Try it>
In the data that follows, find the line with "back to DT_RPATH)."; transcribe it, every later line up to the one with "pub fn set_run_path(&mut", and that line as well, exactly and with no others.

Data to process>
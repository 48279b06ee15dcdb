//! The dynamic section model: an ordered array of tag/value entries
//! plus the dynamic string table they index into.

use rustc_hash::FxHashMap;

use crate::DynamicSectionReadError;
use crate::constants::*;
use crate::string_table::StringTable;
use crate::word::{Class, Endian};

/// One `(tag, value)` entry of `.dynamic`.
#[derive(Clone, Copy, Debug, PartialEq, Eq)]
pub struct DynamicStruct {
    pub tag: i64,
    pub val: u64,
}

impl DynamicStruct {
    pub const fn new(tag: i64, val: u64) -> Self {
        Self { tag, val }
    }

    /// The terminator entry ending the live part of the section.
    pub const fn is_null(&self) -> bool {
        self.tag == DT_NULL
    }

    /// Whether `val` is a byte offset into the dynamic string table.
    pub const fn is_string_table_index(&self) -> bool {
        matches!(self.tag, DT_NEEDED | DT_SONAME | DT_RPATH | DT_RUNPATH)
    }
}

/// Decode the raw entry array from the `.dynamic` section content.
pub fn extract_dynamic_entries(
    section_bytes: &[u8],
    class: Class,
    endian: Endian,
) -> Result<Vec<DynamicStruct>, DynamicSectionReadError> {
    let entry_len = class.dynamic_entry_len();
    if section_bytes.len() % entry_len != 0 {
        return Err(DynamicSectionReadError::InvalidSectionSize {
            size: section_bytes.len() as u64,
            entry_len,
        });
    }

    let word_len = class.word_len();
    let mut entries = Vec::with_capacity(section_bytes.len() / entry_len);
    for chunk in section_bytes.chunks_exact(entry_len) {
        entries.push(DynamicStruct {
            tag: endian.read_nsword(chunk, class),
            val: endian.read_nword(&chunk[word_len..], class),
        });
    }
    Ok(entries)
}

/// The dynamic section with its owned string table.
///
/// Well-known single-occurrence tags are tracked in a tag-to-position
/// map that is rebuilt after every structural change; no position is
/// ever cached across an insert or remove.
#[derive(Clone, Debug)]
pub struct DynamicSection {
    entries: Vec<DynamicStruct>,
    string_table: StringTable,
    tag_index: FxHashMap<i64, usize>,
}

/// Tags tracked in the position map. DT_NEEDED may occur many times and
/// is deliberately absent.
const INDEXED_TAGS: [i64; 7] = [
    DT_STRTAB, DT_STRSZ, DT_SYMTAB, DT_SONAME, DT_RPATH, DT_RUNPATH, DT_GNU_HASH,
];

impl Default for DynamicSection {
    fn default() -> Self {
        Self::new()
    }
}

impl DynamicSection {
    pub fn new() -> Self {
        Self {
            entries: Vec::new(),
            string_table: StringTable::new(),
            tag_index: FxHashMap::default(),
        }
    }

    pub fn from_parts(entries: Vec<DynamicStruct>, string_table: StringTable) -> Self {
        let mut section = Self {
            entries,
            string_table,
            tag_index: FxHashMap::default(),
        };
        section.reindex();
        section
    }

    pub fn is_null(&self) -> bool {
        self.entries.is_empty()
    }

    pub fn entries(&self) -> &[DynamicStruct] {
        &self.entries
    }

    pub fn string_table(&self) -> &StringTable {
        &self.string_table
    }

    /// On-disk size of the entry array.
    pub fn byte_count(&self, class: Class) -> usize {
        self.entries.len() * class.dynamic_entry_len()
    }

    /// Append an entry, keeping the tag index current.
    pub fn add_entry(&mut self, entry: DynamicStruct) {
        self.entries.push(entry);
        if INDEXED_TAGS.contains(&entry.tag) {
            self.tag_index.insert(entry.tag, self.entries.len() - 1);
        }
    }

    /// Rebuild the tag-to-position map from scratch. Must run after any
    /// structural change that is not a plain append.
    fn reindex(&mut self) {
        self.tag_index.clear();
        for (position, entry) in self.entries.iter().enumerate() {
            if INDEXED_TAGS.contains(&entry.tag) {
                self.tag_index.insert(entry.tag, position);
            }
        }
    }

    fn entry_value(&self, tag: i64) -> Option<u64> {
        self.tag_index.get(&tag).map(|&pos| self.entries[pos].val)
    }

    /// Virtual address of the dynamic string table (DT_STRTAB).
    pub fn string_table_address(&self) -> Option<u64> {
        self.entry_value(DT_STRTAB)
    }

    pub fn set_string_table_address(&mut self, address: u64) {
        if let Some(&pos) = self.tag_index.get(&DT_STRTAB) {
            self.entries[pos].val = address;
        }
    }

    /// Declared size of the dynamic string table (DT_STRSZ).
    pub fn string_table_size(&self) -> Option<u64> {
        self.entry_value(DT_STRSZ)
    }

    /// Virtual address of the GNU hash table (DT_GNU_HASH).
    pub fn gnu_hash_address(&self) -> Option<u64> {
        self.entry_value(DT_GNU_HASH)
    }

    /// Virtual address of the dynamic symbol table (DT_SYMTAB).
    pub fn symbol_table_address(&self) -> Option<u64> {
        self.entry_value(DT_SYMTAB)
    }

    fn string_from_index(&self, tag: i64, index: u64) -> Result<String, DynamicSectionReadError> {
        let table_size = self.string_table.byte_count();
        if index as usize >= table_size {
            return Err(DynamicSectionReadError::StringIndexOutOfBounds {
                tag,
                index,
                table_size,
            });
        }
        Ok(self.string_table.string_at_index(index as usize))
    }

    /// The SONAME, if this file declares one.
    pub fn so_name(&self) -> Result<Option<String>, DynamicSectionReadError> {
        match self.tag_index.get(&DT_SONAME) {
            Some(&pos) => {
                let entry = self.entries[pos];
                Ok(Some(self.string_from_index(entry.tag, entry.val)?))
            }
            None => Ok(None),
        }
    }

    /// Every DT_NEEDED library, in section order.
    pub fn needed_shared_libraries(&self) -> Result<Vec<String>, DynamicSectionReadError> {
        let mut needed = Vec::new();
        for entry in &self.entries {
            if entry.tag == DT_NEEDED {
                needed.push(self.string_from_index(entry.tag, entry.val)?);
            }
        }
        Ok(needed)
    }

    fn run_path_position(&self) -> Option<usize> {
        self.tag_index
            .get(&DT_RUNPATH)
            .or_else(|| self.tag_index.get(&DT_RPATH))
            .copied()
    }

    /// The raw run path string (DT_RUNPATH, falling back to DT_RPATH).
    pub fn get_run_path(&self) -> Result<Option<String>, DynamicSectionReadError> {
        match self.run_path_position() {
            Some(pos) => {
                let entry = self.entries[pos];
                Ok(Some(self.string_from_index(entry.tag, entry.val)?))
            }
            None => Ok(None),
        }
    }

    /// Shift the value of every string-indexing entry whose index lies
    /// past the edited one, after the string table changed by `delta`
    /// bytes at `edited_index`.
    fn shift_entries_indexing_strtab_after(&mut self, edited_index: u64, delta: i64) {
        if delta == 0 {
            return;
        }
        for entry in &mut self.entries {
            if entry.is_string_table_index() && entry.val > edited_index {
                entry.val = entry.val.checked_add_signed(delta).expect("index shift underflow");
            }
        }
    }

    fn refresh_string_table_size(&mut self) {
        let size = self.string_table.byte_count() as u64;
        if let Some(&pos) = self.tag_index.get(&DT_STRSZ) {
            self.entries[pos].val = size;
        }
    }

    /// Insert a fresh DT_RUNPATH entry immediately before the first
    /// DT_NULL terminator, keeping the live entries contiguous.
    fn add_run_path_entry(&mut self, string_index: u64) {
        let position = self
            .entries
            .iter()
            .position(DynamicStruct::is_null)
            .unwrap_or(self.entries.len());
        self.entries
            .insert(position, DynamicStruct::new(DT_RUNPATH, string_index));
        self.reindex();
    }

    /// Set or replace the run path. An empty string removes it.
    ///
    /// An existing DT_RPATH entry is rewritten as DT_RUNPATH so the
    /// file is not left with two competing search-path entries.
    pub fn set_run_path(&mut self, raw_path: &str) {
        if raw_path.is_empty() {
            self.remove_run_path();
            return;
        }

        match self.run_path_position() {
            Some(pos) => {
                let index = self.entries[pos].val;
                assert!(index > 0, "run path entry references the reserved null string");
                let delta = self
                    .string_table
                    .set_string_at_index(index as usize, raw_path);
                self.entries[pos].tag = DT_RUNPATH;
                self.shift_entries_indexing_strtab_after(index, delta);
                self.reindex();
            }
            None => {
                let index = self.string_table.append_string(raw_path) as u64;
                self.add_run_path_entry(index);
            }
        }
        self.refresh_string_table_size();
    }

    /// Drop the run path entry and its string. No-op if absent.
    pub fn remove_run_path(&mut self) {
        let Some(pos) = self.run_path_position() else {
            return;
        };
        let index = self.entries[pos].val;
        let delta = if index > 0 && self.string_table.index_is_valid(index as usize) {
            self.string_table.remove_string_at_index(index as usize)
        } else {
            0
        };
        self.entries.remove(pos);
        self.shift_entries_indexing_strtab_after(index, delta);
        self.reindex();
        self.refresh_string_table_size();
    }

    /// Set or replace the SONAME, following the same shifting rules as
    /// the run path.
    pub fn set_so_name(&mut self, name: &str) {
        assert!(!name.is_empty());

        match self.tag_index.get(&DT_SONAME).copied() {
            Some(pos) => {
                let index = self.entries[pos].val;
                assert!(index > 0, "SONAME entry references the reserved null string");
                let delta = self.string_table.set_string_at_index(index as usize, name);
                self.shift_entries_indexing_strtab_after(index, delta);
            }
            None => {
                let index = self.string_table.append_string(name) as u64;
                let position = self
                    .entries
                    .iter()
                    .position(DynamicStruct::is_null)
                    .unwrap_or(self.entries.len());
                self.entries
                    .insert(position, DynamicStruct::new(DT_SONAME, index));
                self.reindex();
            }
        }
        self.refresh_string_table_size();
    }
}

/// Encode the entry array into `buf`.
pub fn encode_dynamic_entries(
    buf: &mut [u8],
    entries: &[DynamicStruct],
    class: Class,
    endian: Endian,
) {
    let entry_len = class.dynamic_entry_len();
    assert!(buf.len() >= entries.len() * entry_len);

    let word_len = class.word_len();
    for (i, entry) in entries.iter().enumerate() {
        let at = i * entry_len;
        endian.write_nsword(&mut buf[at..], class, entry.tag);
        endian.write_nword(&mut buf[at + word_len..], class, entry.val);
    }
}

Response to the task>
    /// The raw run path string (DT_RUNPATH, falling back to DT_RPATH).
    pub fn get_run_path(&self) -> Result<Option<String>, DynamicSectionReadError> {
        match self.run_path_position() {
            Some(pos) => {
                let entry = self.entries[pos];
                Ok(Some(self.string_from_index(entry.tag, entry.val)?))
            }
            None => Ok(None),
        }
    }

    /// Shift the value of every string-indexing entry whose index lies
    /// past the edited one, after the string table changed by `delta`
    /// bytes at `edited_index`.
    fn shift_entries_indexing_strtab_after(&mut self, edited_index: u64, delta: i64) {
        if delta == 0 {
            return;
        }
        for entry in &mut self.entries {
            if entry.is_string_table_index() && entry.val > edited_index {
                entry.val = entry.val.checked_add_signed(delta).expect("index shift underflow");
            }
        }
    }

    fn refresh_string_table_size(&mut self) {
        let size = self.string_table.byte_count() as u64;
        if let Some(&pos) = self.tag_index.get(&DT_STRSZ) {
            self.entries[pos].val = size;
        }
    }

    /// Insert a fresh DT_RUNPATH entry immediately before the first
    /// DT_NULL terminator, keeping the live entries contiguous.
    fn add_run_path_entry(&mut self, string_index: u64) {
        let position = self
            .entries
            .iter()
            .position(DynamicStruct::is_null)
            .unwrap_or(self.entries.len());
        self.entries
            .insert(position, DynamicStruct::new(DT_RUNPATH, string_index));
        self.reindex();
    }

    /// Set or replace the run path. An empty string removes it.
    ///
    /// An existing DT_RPATH entry is rewritten as DT_RUNPATH so the
    /// file is not left with two competing search-path entries.
    pub fn set_run_path(&mut self, raw_path: &str) {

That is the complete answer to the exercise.